Friday saw the changing of the guard at the student union, with new full-time officers democratically elected. Does this actually change anything?

Election poster defaced in a Cardiff university building.

Springtime in every university across the country inevitably brings with it well-meaning minions hanging up banners or offering sweets in return for a vote. A practice that has always reminded me of the child catcher from Chitty Chitty Bang Bang.

It’s not just that these elections are annoying and make students want to avoid any university building with a foyer. Its that these are paid roles in which the people elected don’t seem to achieve all that much.

The Union and by extension the university likes to use these elections as examples of it listening to students and addressing their needs. They point to what they call ‘wins’, like the increase in the number of cups of tea they handed out during exam times or a healthy recipe of the week suggestion for sports students.

While as a British man I understand the importance that tea holds for students in the UK, I’m not sure that pointing to the fact they handed out 1800 cups of it is the achievement they think it is.

Some of their wins aren’t as trivial as tea or healthy recipes: the Union also brags that they handed out 6000 freshers wellbeing booklets, or about the “mind your head” mental health week. These are undoubtedly positive initiatives as mental and physical wellbeing are important but surely the university should have been running programs like this anyway?

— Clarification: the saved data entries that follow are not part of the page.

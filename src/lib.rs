//! Errors annotated with a message, a shared cause and the site that built
//! them.
//!
//! Each submodule re-exports its public surface from here, so consumers can
//! simply depend on `errstr::*` or pick focused pieces as needed.
//!
//! # Examples
//!
//! ## Annotating an error
//!
//! ```
//! use errstr::ErrorStr;
//!
//! let io = std::io::Error::other("connection reset");
//! let err = ErrorStr::wrap(io, "fetching manifest");
//!
//! assert_eq!(err.to_string(), "fetching manifest");
//! assert!(err.display_string().contains("src/lib.rs:"));
//! ```
//!
//! ## Naming the function
//!
//! ```
//! use errstr::errorf;
//!
//! fn sync_shard(id: u32) -> errstr::ErrorStr {
//!     errorf!("shard {} out of date", id)
//! }
//!
//! let err = sync_shard(7);
//! assert!(err.display_string().starts_with("shard 7 out of date ["));
//! assert!(err.location().function.ends_with("sync_shard"));
//! ```
//!
//! ## Matching through the chain
//!
//! ```
//! use errstr::{ErrorStr, SharedError};
//! use std::sync::Arc;
//!
//! let timeout: SharedError = Arc::new(ErrorStr::new("timeout"));
//! let err = ErrorStr::wrap(ErrorStr::wrap(timeout.clone(), "querying"), "rendering page");
//!
//! assert!(err.matches(&*timeout));
//! assert_eq!(err.error_chain(), "rendering page -> querying -> timeout");
//! ```
#![cfg_attr(not(feature = "std"), no_std)]

extern crate alloc;

#[cfg(feature = "std")]
extern crate std;

/// Conversions from panic payloads and plain values into errors
pub mod convert;
/// Macros that capture the enclosing function
pub mod macros;
/// Convenience re-exports for quick starts
pub mod prelude;
/// Value-selection helpers
pub mod select;
/// Cause-chain traversal and `Result` extensions
pub mod traits;
/// `ErrorStr`, sites, locations and formatting
pub mod types;

/// Tracing integration (requires `tracing` feature)
#[cfg(feature = "tracing")]
pub mod tracing_ext;

pub use convert::{error_of, error_of_display, message_of, share, share_arc, SimpleError};
#[cfg(feature = "std")]
pub use convert::catch;
pub use traits::{Chain, ChainExt, ResultExt};
#[cfg(feature = "tracing")]
pub use tracing_ext::ResultTraceExt;
#[cfg(feature = "serde")]
pub use types::ErrorReport;
#[cfg(feature = "backtrace")]
pub use types::StackSnapshot;
pub use types::{ErrorFormatConfig, ErrorStr, Location, SharedError, Site, UNKNOWN_FUNCTION};

#[doc(hidden)]
pub mod __private {
    pub use alloc::format;
}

I would never make light of health issues and the importance of combating them so I also can’t help but wonder why the university doesn’t hire medical professionals instead of elected former students to do this job.

On the Cardiff University Students Union officers webpage (that will have now seen an 100% increase in traffic because I clicked on it) there is an overcoming challenges section. This section goes on to talk about a ‘crisis’ the officers’ team had to deal with which, long story short, turns out to be writing a report by a deadline.

Now, all of these officers are former students whom I have to assume have had deadlines before, so should meeting one really be termed as a crisis or even a challenge? This might seem petty to bring up; maybe it was a stressful time, but if deadlines constitute a crisis I have to ask what they do the rest of the time?

I don’t doubt that a lot of the people trying to get elected for these jobs really want to make a difference to an institution that they have been a part of for the last three or four years.

On the other hand, I also think that a lot of people go for these positions as a way of improving their employability. Even the biggest graduate careers website says that you should go for these positions to improve your CV, not for the love of politics or your university.

Taking jobs to increase employability is not in any way wrong, but all the candidates’ campaigns were about making a difference in students’ lives, not on how this will do far more good for their individual careers.

Should we ask the student population to go out of their way to vote for people, who don’t seem to have much power to benefit them directly? it is almost as if the union is giving the students the illusion of democracy in order to seem more benevolent than it actually is.

If you’ll forgive the use of an over-used quote, Winston Churchill said, “democracy is the worst form of Government except for all those other forms.” I’d make the argument Winston never had to sit through election speeches shoe-horned into a lecture on a Monday morning.